A sport for the mind and body

“One on one aspect of it. There’s nothing like grinding with just one other guy on a mat,” says Eric Peissig of Menomonie.

Unlike most sports, wrestling is mono y mono, making one solely responsible for earning the win or the loss.

“It doesn’t get a whole lot of attention because it’s such a hard sport and there aren’t many people that are physically or mentally capable of doing it," adds Peissig.

It’s a match between both body and mind, equally testing ones physical condition and spirit.

"Physically, you have to be strong, you have to be able to do the moves. And then mentally you have to stay tough like don’t break," says youth wrestler Mason Phillips. "It builds good character because doing those things makes you like a good person.”

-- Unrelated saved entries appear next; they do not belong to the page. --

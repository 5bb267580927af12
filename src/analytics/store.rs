use std::collections::HashMap;
use std::time::{Duration, Instant};
use tokio::sync::Mutex;

use crate::analytics::AnalyticsMetrics;

#[derive(Debug, Clone)]
pub struct StoreConfig {
    /// Age after which a snapshot counts as missing. `None` keeps it forever.
    pub ttl: Option<Duration>,
    /// Users tracked at once; the least recently touched one is evicted past it.
    pub max_users: usize,
}

impl Default for StoreConfig {
    fn default() -> Self {
        Self {
            ttl: Some(Duration::from_secs(3600)),
            max_users: 10_000,
        }
    }
}

impl StoreConfig {
    pub fn unbounded() -> Self {
        Self {
            ttl: None,
            max_users: usize::MAX,
        }
    }
}

struct Slot {
    metrics: AnalyticsMetrics,
    stored_at: Instant,
}

struct UserSlots {
    slots: HashMap<String, Slot>,
    last_access: Instant,
}

impl UserSlots {
    fn new(now: Instant) -> Self {
        Self {
            slots: HashMap::new(),
            last_access: now,
        }
    }
}

/// In-memory snapshots keyed by user, then by `"{range}-{period}"`.
pub struct AnalyticsStore {
    config: StoreConfig,
    users: Mutex<HashMap<String, UserSlots>>,
}

impl AnalyticsStore {
    pub fn new(config: StoreConfig) -> Self {
        Self {
            config,
            users: Mutex::new(HashMap::new()),
        }
    }

    pub fn config(&self) -> &StoreConfig {
        &self.config
    }

    pub async fn get(&self, user_id: &str, key: &str) -> Option<AnalyticsMetrics> {
        let now = Instant::now();
        let mut guard = self.users.lock().await;
        let user = guard.get_mut(user_id)?;
        user.last_access = now;
        self.live_slot(user, key, now).map(|slot| slot.metrics.clone())
    }

    pub async fn put(&self, user_id: &str, key: &str, metrics: AnalyticsMetrics) {
        let now = Instant::now();
        let mut guard = self.users.lock().await;
        let user = guard
            .entry(user_id.to_string())
            .or_insert_with(|| UserSlots::new(now));
        user.last_access = now;
        user.slots.insert(
            key.to_string(),
            Slot {
                metrics,
                stored_at: now,
            },
        );
        self.enforce_bound(&mut guard, user_id);
    }

    /// Returns the live snapshot for `key`, storing `make()` first when there
    /// is none. Runs under the store lock so concurrent callers see one value.
    pub async fn get_or_insert_with<F>(&self, user_id: &str, key: &str, make: F) -> AnalyticsMetrics
    where
        F: FnOnce() -> AnalyticsMetrics,
    {
        let now = Instant::now();
        let mut guard = self.users.lock().await;
        let user = guard
            .entry(user_id.to_string())
            .or_insert_with(|| UserSlots::new(now));
        user.last_access = now;

        if let Some(slot) = self.live_slot(user, key, now) {
            tracing::debug!(user_id, key, "analytics store hit");
            return slot.metrics.clone();
        }

        tracing::debug!(user_id, key, "analytics store miss");
        let metrics = make();
        user.slots.insert(
            key.to_string(),
            Slot {
                metrics: metrics.clone(),
                stored_at: now,
            },
        );
        self.enforce_bound(&mut guard, user_id);
        metrics
    }

    pub async fn clear(&self) {
        let mut guard = self.users.lock().await;
        guard.clear();
    }

    /// Drops every expired snapshot and any user left without one.
    pub async fn purge_expired(&self) -> usize {
        let Some(ttl) = self.config.ttl else {
            return 0;
        };
        let now = Instant::now();
        let mut guard = self.users.lock().await;
        let mut removed = 0usize;
        for user in guard.values_mut() {
            let before = user.slots.len();
            user.slots
                .retain(|_, slot| now.duration_since(slot.stored_at) < ttl);
            removed += before - user.slots.len();
        }
        guard.retain(|_, user| !user.slots.is_empty());
        removed
    }

    /// Snapshots currently held, expired ones included until purged.
    pub async fn len(&self) -> usize {
        let guard = self.users.lock().await;
        guard.values().map(|user| user.slots.len()).sum()
    }

    pub async fn is_empty(&self) -> bool {
        self.len().await == 0
    }

    pub async fn user_count(&self) -> usize {
        let guard = self.users.lock().await;
        guard.len()
    }

    fn live_slot<'a>(&self, user: &'a mut UserSlots, key: &str, now: Instant) -> Option<&'a Slot> {
        let expired = match (self.config.ttl, user.slots.get(key)) {
            (Some(ttl), Some(slot)) => now.duration_since(slot.stored_at) >= ttl,
            _ => false,
        };
        if expired {
            user.slots.remove(key);
            return None;
        }
        user.slots.get(key)
    }

    fn enforce_bound(&self, users: &mut HashMap<String, UserSlots>, keep: &str) {
        while users.len() > self.config.max_users.max(1) {
            let oldest = users
                .iter()
                .filter(|(user_id, _)| user_id.as_str() != keep)
                .min_by_key(|(_, user)| user.last_access)
                .map(|(user_id, _)| user_id.clone());
            match oldest {
                Some(user_id) => {
                    users.remove(&user_id);
                    tracing::info!(user_id = %user_id, "evicted analytics snapshots");
                }
                None => break,
            }
        }
    }
}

Brothers Jordan and Josh Crass, who wrestled for the University of Wisconsin, started the Weigh In Club in Eau Claire, attracting athletes from all over Western Wisconsin who understand that even through the off season the grind must continue.

“You hear people saying let’s shoot some hoops or throw a football around but you don’t hear people just say, let’s go hit some double legs,” says UW-Eau Claire wrestler, Ryan Seidler.

“You just gotta keep a positive attitude, coming into practice," says youth wrestler Micah Johnson. It’s gotta be fun because if you don’t like it and you don’t think it’s fun, you’re not gonna be good at it.”

It’s sweat-filled rooms like these where techniques are learned, mentalities are strengthened and champions are made, that keep the sport alive.

“Seeing all the hard work you put into it pay off, just that feeling makes it all worth it," says Seidler.

“That I’ve gotten better and come back the next time trying to get better again," adds Phillips.

“Never give up and never be satisfied with your performance,” comments Johnson.